-- EXTRACTED INFORMATION follows --

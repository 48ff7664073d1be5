//! Prometheus metrics for the backfill.
//!
//! This module provides metrics for:
//! - Dispatcher (jobs, rows, durations, in-flight)
//! - Resolution (venue fallbacks)
//! - Upstream requests
//! - Progress reporting

use std::time::Duration;

use once_cell::sync::Lazy;
use prometheus::{HistogramOpts, HistogramVec, IntCounter, IntCounterVec, IntGauge, Opts};

// =============================================================================
// Dispatcher Metrics
// =============================================================================

/// Jobs finished total by result.
pub static JOBS_TOTAL: Lazy<IntCounterVec> = Lazy::new(|| {
    IntCounterVec::new(
        Opts::new("backfill_jobs_total", "Total backfill jobs finished"),
        &["result"], // "succeeded", "failed"
    )
    .unwrap()
});

/// Job duration in seconds.
pub static JOB_DURATION: Lazy<HistogramVec> = Lazy::new(|| {
    HistogramVec::new(
        HistogramOpts::new("backfill_job_duration_seconds", "Duration of a single job")
            .buckets(vec![0.01, 0.05, 0.1, 0.25, 0.5, 1.0, 2.5, 5.0, 10.0, 30.0, 60.0]),
        &["result"],
    )
    .unwrap()
});

/// Jobs currently executing.
pub static JOBS_IN_FLIGHT: Lazy<IntGauge> = Lazy::new(|| {
    IntGauge::new("backfill_jobs_in_flight", "Jobs currently holding an admission slot").unwrap()
});

/// Bar rows persisted.
pub static ROWS_WRITTEN: Lazy<IntCounter> = Lazy::new(|| {
    IntCounter::new("backfill_rows_written_total", "Total bar rows written to the store").unwrap()
});

/// Jobs abandoned by cancelled runs.
pub static JOBS_ABANDONED: Lazy<IntCounter> = Lazy::new(|| {
    IntCounter::new(
        "backfill_jobs_abandoned_total",
        "Jobs that never finished because the run was cancelled",
    )
    .unwrap()
});

// =============================================================================
// Resolution Metrics
// =============================================================================

/// Symbols resolved on a venue other than the first.
pub static VENUE_FALLBACKS: Lazy<IntCounter> = Lazy::new(|| {
    IntCounter::new(
        "backfill_venue_fallbacks_total",
        "Symbols resolved on a fallback venue",
    )
    .unwrap()
});

// =============================================================================
// Upstream Metrics
// =============================================================================

/// Upstream request duration.
pub static UPSTREAM_DURATION: Lazy<HistogramVec> = Lazy::new(|| {
    HistogramVec::new(
        HistogramOpts::new(
            "backfill_upstream_duration_seconds",
            "Duration of upstream data requests",
        )
        .buckets(vec![0.05, 0.1, 0.25, 0.5, 1.0, 2.5, 5.0, 10.0, 30.0]),
        &["operation"],
    )
    .unwrap()
});

/// Upstream requests total.
pub static UPSTREAM_REQUESTS: Lazy<IntCounterVec> = Lazy::new(|| {
    IntCounterVec::new(
        Opts::new("backfill_upstream_requests_total", "Total upstream data requests"),
        &["operation", "status"], // status: "success", "error"
    )
    .unwrap()
});

// =============================================================================
// Progress Metrics
// =============================================================================

/// Progress events dropped because the subscriber was slow or gone.
pub static PROGRESS_EVENTS_DROPPED: Lazy<IntCounter> = Lazy::new(|| {
    IntCounter::new(
        "backfill_progress_events_dropped_total",
        "Progress events dropped by a full or closed channel",
    )
    .unwrap()
});

// =============================================================================
// Helper functions
// =============================================================================

/// Record a finished job.
pub fn record_job(succeeded: bool, rows: usize, elapsed: Duration) {
    let result = if succeeded { "succeeded" } else { "failed" };
    JOBS_TOTAL.with_label_values(&[result]).inc();
    JOB_DURATION
        .with_label_values(&[result])
        .observe(elapsed.as_secs_f64());
    ROWS_WRITTEN.inc_by(rows as u64);
}

/// Record an upstream request outcome.
pub fn record_upstream_request<T, E>(operation: &str, result: &Result<T, E>, elapsed: Duration) {
    let status = if result.is_ok() { "success" } else { "error" };
    UPSTREAM_REQUESTS
        .with_label_values(&[operation, status])
        .inc();
    UPSTREAM_DURATION
        .with_label_values(&[operation])
        .observe(elapsed.as_secs_f64());
}

/// Get all metrics for registration in a registry.
pub fn all_metrics() -> Vec<Box<dyn prometheus::core::Collector>> {
    vec![
        // Dispatcher
        Box::new(JOBS_TOTAL.clone()),
        Box::new(JOB_DURATION.clone()),
        Box::new(JOBS_IN_FLIGHT.clone()),
        Box::new(ROWS_WRITTEN.clone()),
        Box::new(JOBS_ABANDONED.clone()),
        // Resolution
        Box::new(VENUE_FALLBACKS.clone()),
        // Upstream
        Box::new(UPSTREAM_DURATION.clone()),
        Box::new(UPSTREAM_REQUESTS.clone()),
        // Progress
        Box::new(PROGRESS_EVENTS_DROPPED.clone()),
    ]
}

#[cfg(test)]
mod tests {
    use super::*;
    use prometheus::Registry;

    #[test]
    fn test_all_metrics_register() {
        let registry = Registry::new();
        for metric in all_metrics() {
            registry.register(metric).unwrap();
        }
        record_job(true, 3, Duration::from_millis(20));

        let families = registry.gather();
        assert!(families
            .iter()
            .any(|f| f.get_name() == "backfill_jobs_total"));
    }

    #[test]
    fn test_record_job_counts_rows() {
        let before = ROWS_WRITTEN.get();
        let succeeded_before = JOBS_TOTAL.with_label_values(&["succeeded"]).get();

        record_job(true, 7, Duration::from_millis(5));

        assert!(ROWS_WRITTEN.get() >= before + 7);
        assert!(JOBS_TOTAL.with_label_values(&["succeeded"]).get() > succeeded_before);
    }

    #[test]
    fn test_record_upstream_request() {
        let ok: Result<(), ()> = Ok(());
        let before = UPSTREAM_REQUESTS
            .with_label_values(&["test_op", "success"])
            .get();
        record_upstream_request("test_op", &ok, Duration::from_millis(1));
        assert_eq!(
            UPSTREAM_REQUESTS
                .with_label_values(&["test_op", "success"])
                .get(),
            before + 1
        );
    }
}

-- EXTRACTED INFORMATION concluded --

ABOUT THIS EXERCISE
Please print the data above exactly as it appears.

OUTPUT OF THE EXERCISE
repository 48ff7664073d1be5
//! Prometheus metrics for the backfill.
//!
//! This module provides metrics for:
//! - Dispatcher (jobs, rows, durations, in-flight)
//! - Resolution (venue fallbacks)
//! - Upstream requests
//! - Progress reporting

use std::time::Duration;

use once_cell::sync::Lazy;
use prometheus::{HistogramOpts, HistogramVec, IntCounter, IntCounterVec, IntGauge, Opts};

// =============================================================================
// Dispatcher Metrics
// =============================================================================

/// Jobs finished total by result.
pub static JOBS_TOTAL: Lazy<IntCounterVec> = Lazy::new(|| {
    IntCounterVec::new(
        Opts::new("backfill_jobs_total", "Total backfill jobs finished"),
        &["result"], // "succeeded", "failed"
    )
    .unwrap()
});

/// Job duration in seconds.
pub static JOB_DURATION: Lazy<HistogramVec> = Lazy::new(|| {
    HistogramVec::new(
        HistogramOpts::new("backfill_job_duration_seconds", "Duration of a single job")
            .buckets(vec![0.01, 0.05, 0.1, 0.25, 0.5, 1.0, 2.5, 5.0, 10.0, 30.0, 60.0]),
        &["result"],
    )
    .unwrap()
});

/// Jobs currently executing.
pub static JOBS_IN_FLIGHT: Lazy<IntGauge> = Lazy::new(|| {
    IntGauge::new("backfill_jobs_in_flight", "Jobs currently holding an admission slot").unwrap()
});

/// Bar rows persisted.
pub static ROWS_WRITTEN: Lazy<IntCounter> = Lazy::new(|| {
    IntCounter::new("backfill_rows_written_total", "Total bar rows written to the store").unwrap()
});

/// Jobs abandoned by cancelled runs.
pub static JOBS_ABANDONED: Lazy<IntCounter> = Lazy::new(|| {
    IntCounter::new(
        "backfill_jobs_abandoned_total",
        "Jobs that never finished because the run was cancelled",
    )
    .unwrap()
});

// =============================================================================
// Resolution Metrics
// =============================================================================

/// Symbols resolved on a venue other than the first.
pub static VENUE_FALLBACKS: Lazy<IntCounter> = Lazy::new(|| {
    IntCounter::new(
        "backfill_venue_fallbacks_total",
        "Symbols resolved on a fallback venue",
    )
    .unwrap()
});

// =============================================================================
// Upstream Metrics
// =============================================================================

/// Upstream request duration.
pub static UPSTREAM_DURATION: Lazy<HistogramVec> = Lazy::new(|| {
    HistogramVec::new(
        HistogramOpts::new(
            "backfill_upstream_duration_seconds",
            "Duration of upstream data requests",
        )
        .buckets(vec![0.05, 0.1, 0.25, 0.5, 1.0, 2.5, 5.0, 10.0, 30.0]),
        &["operation"],
    )
    .unwrap()
});

/// Upstream requests total.
pub static UPSTREAM_REQUESTS: Lazy<IntCounterVec> = Lazy::new(|| {
    IntCounterVec::new(
        Opts::new("backfill_upstream_requests_total", "Total upstream data requests"),
        &["operation", "status"], // status: "success", "error"
    )
    .unwrap()
});

// =============================================================================
// Progress Metrics
// =============================================================================

/// Progress events dropped because the subscriber was slow or gone.
pub static PROGRESS_EVENTS_DROPPED: Lazy<IntCounter> = Lazy::new(|| {
    IntCounter::new(
        "backfill_progress_events_dropped_total",
        "Progress events dropped by a full or closed channel",
    )
    .unwrap()
});

// =============================================================================
// Helper functions
// =============================================================================

/// Record a finished job.
pub fn record_job(succeeded: bool, rows: usize, elapsed: Duration) {
    let result = if succeeded { "succeeded" } else { "failed" };
    JOBS_TOTAL.with_label_values(&[result]).inc();
    JOB_DURATION
        .with_label_values(&[result])
        .observe(elapsed.as_secs_f64());
    ROWS_WRITTEN.inc_by(rows as u64);
}

/// Record an upstream request outcome.
pub fn record_upstream_request<T, E>(operation: &str, result: &Result<T, E>, elapsed: Duration) {
    let status = if result.is_ok() { "success" } else { "error" };
    UPSTREAM_REQUESTS
        .with_label_values(&[operation, status])
        .inc();
    UPSTREAM_DURATION
        .with_label_values(&[operation])
        .observe(elapsed.as_secs_f64());
}

/// Get all metrics for registration in a registry.
pub fn all_metrics() -> Vec<Box<dyn prometheus::core::Collector>> {
    vec![
        // Dispatcher
        Box::new(JOBS_TOTAL.clone()),
        Box::new(JOB_DURATION.clone()),
        Box::new(JOBS_IN_FLIGHT.clone()),
        Box::new(ROWS_WRITTEN.clone()),
        Box::new(JOBS_ABANDONED.clone()),
        // Resolution
        Box::new(VENUE_FALLBACKS.clone()),
        // Upstream
        Box::new(UPSTREAM_DURATION.clone()),
        Box::new(UPSTREAM_REQUESTS.clone()),
        // Progress
        Box::new(PROGRESS_EVENTS_DROPPED.clone()),
    ]
}

#[cfg(test)]
mod tests {
    use super::*;
    use prometheus::Registry;

    #[test]
    fn test_all_metrics_register() {
        let registry = Registry::new();
        for metric in all_metrics() {
            registry.register(metric).unwrap();
        }
        record_job(true, 3, Duration::from_millis(20));

        let families = registry.gather();
        assert!(families
            .iter()
            .any(|f| f.get_name() == "backfill_jobs_total"));
    }

    #[test]
    fn test_record_job_counts_rows() {
        let before = ROWS_WRITTEN.get();
        let succeeded_before = JOBS_TOTAL.with_label_values(&["succeeded"]).get();

        record_job(true, 7, Duration::from_millis(5));

        assert!(ROWS_WRITTEN.get() >= before + 7);
        assert!(JOBS_TOTAL.with_label_values(&["succeeded"]).get() > succeeded_before);
    }

    #[test]
    fn test_record_upstream_request() {
        let ok: Result<(), ()> = Ok(());
        let before = UPSTREAM_REQUESTS
            .with_label_values(&["test_op", "success"])
            .get();
        record_upstream_request("test_op", &ok, Duration::from_millis(1));
        assert_eq!(
            UPSTREAM_REQUESTS
                .with_label_values(&["test_op", "success"])
                .get(),
            before + 1
        );
    }
}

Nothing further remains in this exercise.